In compenso l’esecuzione del Quartetto Jack è stata di altissima qualità e resterà nella storia di LuganoMusica. I violinisti Christopher Otto e Austin Wulliman, il violista John Pickford Richards, il violoncellista Jay Campbell sono entrati in sala con un cipiglio aggressivo, quasi si aspettassero un pubblico ostile e, accomodati al loro posto, si sono (finalmente!) tolti la mascherina. Non è la prima volta che ascolto dal vivo questi musicisti che si dedicano esclusivamente al repertorio contemporaneo, ma mai come l’altra sera ho goduto la qualità di un suono ottenuto anche attraverso un impiego variegato di sordine, la forza travolgente di pizzicati in tutte le loro forme. Poi il piacere ineffabile di sentirsi tra ascoltatori tutti sedotti e affascinati.

La cultura occidentale, che con significativa approssimazione diciamo europea, vanta tra i suoi esiti musicali più alti il quartetto d’archi, storicamente cresciuto soprattutto in area tedesca. Ma guardiamo i compositori contemporanei di questo concerto, il programma di sala dà con le date anche i loro luoghi di nascita: Roma, New York, Istanbul, Karlsruhe. Quanto basta a sottolineare un’evoluzione storica irreversibile: dopo secoli di orrori razziali anche noi europei stiamo finalmente diventando un popolo di meticci.

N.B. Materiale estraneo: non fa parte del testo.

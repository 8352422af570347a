//! mavg-core: records, traits and a single-run executor for the moving-average pipeline.
//!
//! The pipeline is a straight line:
//! - a `Source` decodes events and hands them to its `Context`
//! - one `Operator` (the sliding-window aggregator) turns each event into zero or more points
//! - a `Sink` persists the points
//!
//! Quick example:
//! ```no_run
//! use mavg_core::{AveragedPoint, Context, Event, Operator, Result, Sink, Source};
//! # #[tokio::main]
//! # async fn main() -> mavg_core::Result<()> {
//! struct OneEvent;
//! #[async_trait::async_trait]
//! impl Source for OneEvent {
//!     async fn run(&mut self, ctx: &mut dyn Context) -> Result<()> {
//!         ctx.collect(Event::new(chrono::Utc::now(), 20)).await
//!     }
//! }
//!
//! struct Echo;
//! impl Operator for Echo {
//!     fn on_event(&mut self, ev: &Event) -> Vec<AveragedPoint> {
//!         vec![AveragedPoint::new(ev.timestamp, ev.duration as f64)]
//!     }
//! }
//!
//! struct Discard;
//! #[async_trait::async_trait]
//! impl Sink for Discard {
//!     async fn store(&mut self, _point: &AveragedPoint) -> Result<()> { Ok(()) }
//! }
//!
//! let mut exec = mavg_core::Executor::new();
//! exec.source(OneEvent).operator(Echo).sink(Discard);
//! exec.run().await?;
//! # Ok(()) }
//! ```

use std::time::Instant;

use tracing::{debug, warn};

pub mod config;
pub mod metrics;
pub mod record;

pub use config::{InputSource, PipelineConfig};
pub use record::{decode_record, timefmt, AveragedPoint, Event, TranslationDelivered};

#[derive(Debug, thiserror::Error)]
pub enum Error {
    #[error("configuration error: {0}")]
    Config(String),
    #[error("failed to decode event from {origin}: {source}")]
    Decode {
        origin: String,
        #[source]
        source: serde_json::Error,
    },
    #[error("failed to write output: {0}")]
    Sink(#[source] std::io::Error),
    #[error("queue error: {0}")]
    Queue(String),
    #[error("no events provided")]
    EmptyInput,
    #[error(transparent)]
    Io(#[from] std::io::Error),
    #[error(transparent)]
    Json(#[from] serde_json::Error),
}

pub type Result<T> = std::result::Result<T, Error>;

/// Handle a source pushes decoded events into.
///
/// `collect` returns once the event has been aggregated and its points stored, so a
/// source may acknowledge its input only after a successful return.
#[async_trait::async_trait]
pub trait Context: Send {
    async fn collect(&mut self, event: Event) -> Result<()>;
}

#[async_trait::async_trait]
pub trait Source: Send {
    async fn run(&mut self, ctx: &mut dyn Context) -> Result<()>;
}

/// Stateful event-to-points transform. Infallible: all error surfaces belong to sources and sinks.
pub trait Operator: Send {
    fn on_event(&mut self, event: &Event) -> Vec<AveragedPoint>;
}

#[async_trait::async_trait]
pub trait Sink: Send {
    async fn store(&mut self, point: &AveragedPoint) -> Result<()>;

    async fn store_all(&mut self, points: &[AveragedPoint]) -> Result<()> {
        for p in points {
            self.store(p).await?;
        }
        Ok(())
    }

    /// Release the underlying resource. Called exactly once per run.
    async fn close(&mut self) -> Result<()> {
        Ok(())
    }
}

/// Counters reported by `Executor::run`.
#[derive(Debug, Clone, Copy, Default, PartialEq, Eq)]
pub struct RunStats {
    pub events: u64,
    pub points: u64,
}

pub struct Executor {
    source: Option<Box<dyn Source>>,
    operator: Option<Box<dyn Operator>>,
    sink: Option<Box<dyn Sink>>,
}

impl Default for Executor {
    fn default() -> Self {
        Self::new()
    }
}

impl Executor {
    pub fn new() -> Self {
        Self {
            source: None,
            operator: None,
            sink: None,
        }
    }

    pub fn source<S: Source + 'static>(&mut self, s: S) -> &mut Self {
        self.source = Some(Box::new(s));
        self
    }

    pub fn operator<O: Operator + 'static>(&mut self, o: O) -> &mut Self {
        self.operator = Some(Box::new(o));
        self
    }

    pub fn sink<K: Sink + 'static>(&mut self, s: K) -> &mut Self {
        self.sink = Some(Box::new(s));
        self
    }

    /// Drive the source to completion on the current task, then close the sink.
    ///
    /// The sink is closed even when the source fails; the source error wins over a close error.
    pub async fn run(&mut self) -> Result<RunStats> {
        struct ExecCtx<'a> {
            operator: &'a mut dyn Operator,
            sink: &'a mut dyn Sink,
            stats: RunStats,
        }

        #[async_trait::async_trait]
        impl<'a> Context for ExecCtx<'a> {
            async fn collect(&mut self, event: Event) -> Result<()> {
                let points = self.operator.on_event(&event);
                self.stats.events += 1;
                if points.is_empty() {
                    return Ok(());
                }
                let started = Instant::now();
                self.sink.store_all(&points).await?;
                metrics::SINK_STORE_LATENCY_MS.observe(started.elapsed().as_secs_f64() * 1_000.0);
                self.stats.points += points.len() as u64;
                Ok(())
            }
        }

        let mut source = self
            .source
            .take()
            .ok_or_else(|| Error::Config("no source configured".into()))?;
        let mut operator = self
            .operator
            .take()
            .ok_or_else(|| Error::Config("no operator configured".into()))?;
        let mut sink = self
            .sink
            .take()
            .ok_or_else(|| Error::Config("no sink configured".into()))?;

        let mut ctx = ExecCtx {
            operator: operator.as_mut(),
            sink: sink.as_mut(),
            stats: RunStats::default(),
        };
        let outcome = source.run(&mut ctx).await;
        let stats = ctx.stats;

        let closed = sink.close().await;
        if let Err(e) = &closed {
            warn!(error = %e, "error while closing sink");
        }
        debug!(events = stats.events, points = stats.points, "run finished");
        outcome?;
        closed?;
        Ok(stats)
    }
}

pub mod prelude {
    pub use super::{
        AveragedPoint, Context, Error, Event, Executor, Operator, Result, RunStats, Sink, Source,
    };
}

#[cfg(test)]
mod tests {
    use super::*;
    use chrono::{TimeZone, Utc};
    use std::sync::{Arc, Mutex};

    struct VecSource {
        events: Vec<Event>,
        fail_after: Option<usize>,
    }

    #[async_trait::async_trait]
    impl Source for VecSource {
        async fn run(&mut self, ctx: &mut dyn Context) -> Result<()> {
            for (i, ev) in self.events.drain(..).enumerate() {
                if self.fail_after == Some(i) {
                    return Err(Error::Queue("boom".into()));
                }
                ctx.collect(ev).await?;
            }
            Ok(())
        }
    }

    // Emits one point per event, plus nothing for zero-duration events.
    struct Echo;
    impl Operator for Echo {
        fn on_event(&mut self, ev: &Event) -> Vec<AveragedPoint> {
            if ev.duration == 0 {
                return Vec::new();
            }
            vec![AveragedPoint::new(ev.timestamp, ev.duration as f64)]
        }
    }

    #[derive(Clone, Default)]
    struct Recorder {
        points: Arc<Mutex<Vec<AveragedPoint>>>,
        closes: Arc<Mutex<usize>>,
    }

    #[async_trait::async_trait]
    impl Sink for Recorder {
        async fn store(&mut self, point: &AveragedPoint) -> Result<()> {
            self.points.lock().unwrap().push(*point);
            Ok(())
        }
        async fn close(&mut self) -> Result<()> {
            *self.closes.lock().unwrap() += 1;
            Ok(())
        }
    }

    #[derive(Clone, Default)]
    struct BrokenSink {
        closes: Arc<Mutex<usize>>,
    }

    #[async_trait::async_trait]
    impl Sink for BrokenSink {
        async fn store(&mut self, _point: &AveragedPoint) -> Result<()> {
            Err(Error::Sink(std::io::Error::other("disk full")))
        }
        async fn close(&mut self) -> Result<()> {
            *self.closes.lock().unwrap() += 1;
            Ok(())
        }
    }

    fn ev(min: u32, d: u64) -> Event {
        Event::new(Utc.with_ymd_and_hms(2018, 12, 26, 18, min, 0).unwrap(), d)
    }

    #[tokio::test]
    async fn run_pipes_events_and_closes_sink_once() {
        let rec = Recorder::default();
        let mut exec = Executor::new();
        exec.source(VecSource { events: vec![ev(1, 5), ev(2, 0), ev(3, 7)], fail_after: None })
            .operator(Echo)
            .sink(rec.clone());
        let stats = exec.run().await.unwrap();
        assert_eq!(stats, RunStats { events: 3, points: 2 });
        assert_eq!(rec.points.lock().unwrap().len(), 2);
        assert_eq!(*rec.closes.lock().unwrap(), 1);
    }

    #[tokio::test]
    async fn sink_is_closed_when_source_fails() {
        let rec = Recorder::default();
        let mut exec = Executor::new();
        exec.source(VecSource { events: vec![ev(1, 5), ev(2, 6)], fail_after: Some(1) })
            .operator(Echo)
            .sink(rec.clone());
        let err = exec.run().await.unwrap_err();
        assert!(matches!(err, Error::Queue(_)));
        assert_eq!(rec.points.lock().unwrap().len(), 1);
        assert_eq!(*rec.closes.lock().unwrap(), 1);
    }

    #[tokio::test]
    async fn sink_failure_aborts_run_and_still_closes_once() {
        let sink = BrokenSink::default();
        let mut exec = Executor::new();
        exec.source(VecSource { events: vec![ev(1, 5), ev(2, 6)], fail_after: None })
            .operator(Echo)
            .sink(sink.clone());
        let err = exec.run().await.unwrap_err();
        assert!(matches!(err, Error::Sink(_)), "unexpected error {err:?}");
        assert_eq!(*sink.closes.lock().unwrap(), 1);
    }

    #[tokio::test]
    async fn missing_parts_are_configuration_errors() {
        let mut exec = Executor::new();
        exec.operator(Echo).sink(Recorder::default());
        assert!(matches!(exec.run().await, Err(Error::Config(_))));
    }
}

Il lungo, complesso brano di Wolfgang Rihm, nonostante le intenzioni di rendere omaggio a tanti compositori di area tedesca, mi sembra una musica rigorosamente astratta. Molto meno astratta, con evidenti intenzioni narrative l’altrettanto lungo brano di John Zorn, che è riuscito a strappare qualche sorriso agli ascoltatori. Più intriganti i brani recentissimi di Cenk Ergün e Clara Iannotta tesi alla ricerca di leopardiani “sovrumani silenzi e profondissima quiete”. Sembrano trafitti dalla consapevolezza che l’incalzare recente delle scoperte neurologiche ampliano l’abisso affascinante di ciò che non conosciamo.